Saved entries
Content starts

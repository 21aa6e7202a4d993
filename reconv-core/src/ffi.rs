//! C API for FFI bindings
//!
//! This module lets the editor's C code call the converters directly.
//! All functions are marked with #[unsafe(no_mangle)] and use C calling
//! conventions. Strings returned from here must be released with
//! [`reconv_free_string`].

use crate::pattern::convert_pattern;
use crate::substitute::SubstitutionConverter;
use std::ffi::{CStr, CString};
use std::os::raw::c_char;

fn into_raw(s: String) -> *mut c_char {
    match CString::new(s) {
        Ok(s) => s.into_raw(),
        Err(_) => std::ptr::null_mut(),
    }
}

/// Write an error message through `error` when the caller asked for one
///
/// # Safety
/// - error must be null or point to writable storage for a pointer
unsafe fn set_error(error: *mut *mut c_char, message: &str) {
    unsafe {
        if !error.is_null() {
            *error = into_raw(message.to_string());
        }
    }
}

/// Convert a legacy pattern to the canonical dialect
///
/// # Safety
/// - pattern must be a valid null-terminated UTF-8 string
/// - error and offset pointers can be null if you don't need them
///
/// Returns the converted pattern, or null on error. On error `*error`
/// receives the message and `*offset` the byte offset where it was found.
#[unsafe(no_mangle)]
pub unsafe extern "C" fn reconv_convert_pattern(
    pattern: *const c_char,
    error: *mut *mut c_char,
    offset: *mut usize,
) -> *mut c_char {
    unsafe {
        if pattern.is_null() {
            set_error(error, "pattern is null");
            return std::ptr::null_mut();
        }

        let pattern_str = match CStr::from_ptr(pattern).to_str() {
            Ok(s) => s,
            Err(_) => {
                set_error(error, "pattern is not valid UTF-8");
                return std::ptr::null_mut();
            }
        };

        match convert_pattern(pattern_str) {
            Ok(converted) => into_raw(converted),
            Err(e) => {
                set_error(error, &e.message());
                if !offset.is_null() {
                    *offset = e.offset().unwrap_or(0);
                }
                std::ptr::null_mut()
            }
        }
    }
}

/// Convert a legacy substitution template
///
/// # Safety
/// - template must be a valid null-terminated UTF-8 string
///
/// A `max_len` of zero means no cap. Returns null only when the template
/// is null or not UTF-8.
#[unsafe(no_mangle)]
pub unsafe extern "C" fn reconv_convert_substitution(
    template: *const c_char,
    max_len: usize,
) -> *mut c_char {
    unsafe {
        if template.is_null() {
            return std::ptr::null_mut();
        }

        let Ok(template_str) = CStr::from_ptr(template).to_str() else {
            return std::ptr::null_mut();
        };

        let mut converter = SubstitutionConverter::new();
        if max_len > 0 {
            converter = converter.max_len(max_len);
        }
        into_raw(converter.convert(template_str))
    }
}

/// Free a string returned by this library
///
/// # Safety
/// - s must be a pointer returned by one of the functions in this module
/// - s must not be used after calling this function
#[unsafe(no_mangle)]
pub unsafe extern "C" fn reconv_free_string(s: *mut c_char) {
    unsafe {
        if !s.is_null() {
            drop(CString::from_raw(s));
        }
    }
}

#[cfg(test)]
mod tests {
    use super::*;

    #[test]
    fn test_ffi_convert_pattern() {
        let pattern = CString::new("x{2}").unwrap();
        unsafe {
            let result = reconv_convert_pattern(pattern.as_ptr(), std::ptr::null_mut(), std::ptr::null_mut());
            assert!(!result.is_null());
            assert_eq!(CStr::from_ptr(result).to_str().unwrap(), "x\\{2}");
            reconv_free_string(result);
        }
    }

    #[test]
    fn test_ffi_convert_pattern_error() {
        let pattern = CString::new("a**").unwrap();
        let mut error: *mut c_char = std::ptr::null_mut();
        let mut offset: usize = 0;
        unsafe {
            let result = reconv_convert_pattern(pattern.as_ptr(), &mut error, &mut offset);
            assert!(result.is_null());
            assert!(!error.is_null());
            let message = CStr::from_ptr(error).to_str().unwrap();
            assert!(message.contains("nested quantifiers"));
            assert_eq!(offset, 2);
            reconv_free_string(error);
        }
    }

    #[test]
    fn test_ffi_null_pattern() {
        let mut error: *mut c_char = std::ptr::null_mut();
        unsafe {
            let result = reconv_convert_pattern(std::ptr::null(), &mut error, std::ptr::null_mut());
            assert!(result.is_null());
            assert_eq!(CStr::from_ptr(error).to_str().unwrap(), "pattern is null");
            reconv_free_string(error);
        }
    }

    #[test]
    fn test_ffi_convert_substitution() {
        let template = CString::new("\\0-\\q").unwrap();
        unsafe {
            let result = reconv_convert_substitution(template.as_ptr(), 0);
            assert_eq!(CStr::from_ptr(result).to_str().unwrap(), "&-q");
            reconv_free_string(result);

            let result = reconv_convert_substitution(template.as_ptr(), 2);
            assert_eq!(CStr::from_ptr(result).to_str().unwrap(), "&-");
            reconv_free_string(result);

            assert!(reconv_convert_substitution(std::ptr::null(), 0).is_null());
        }
    }
}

Content ends

Go through the records above and return each line in which the word "SubstitutionConverter" occurs.

use crate::substitute::SubstitutionConverter;
        let mut converter = SubstitutionConverter::new();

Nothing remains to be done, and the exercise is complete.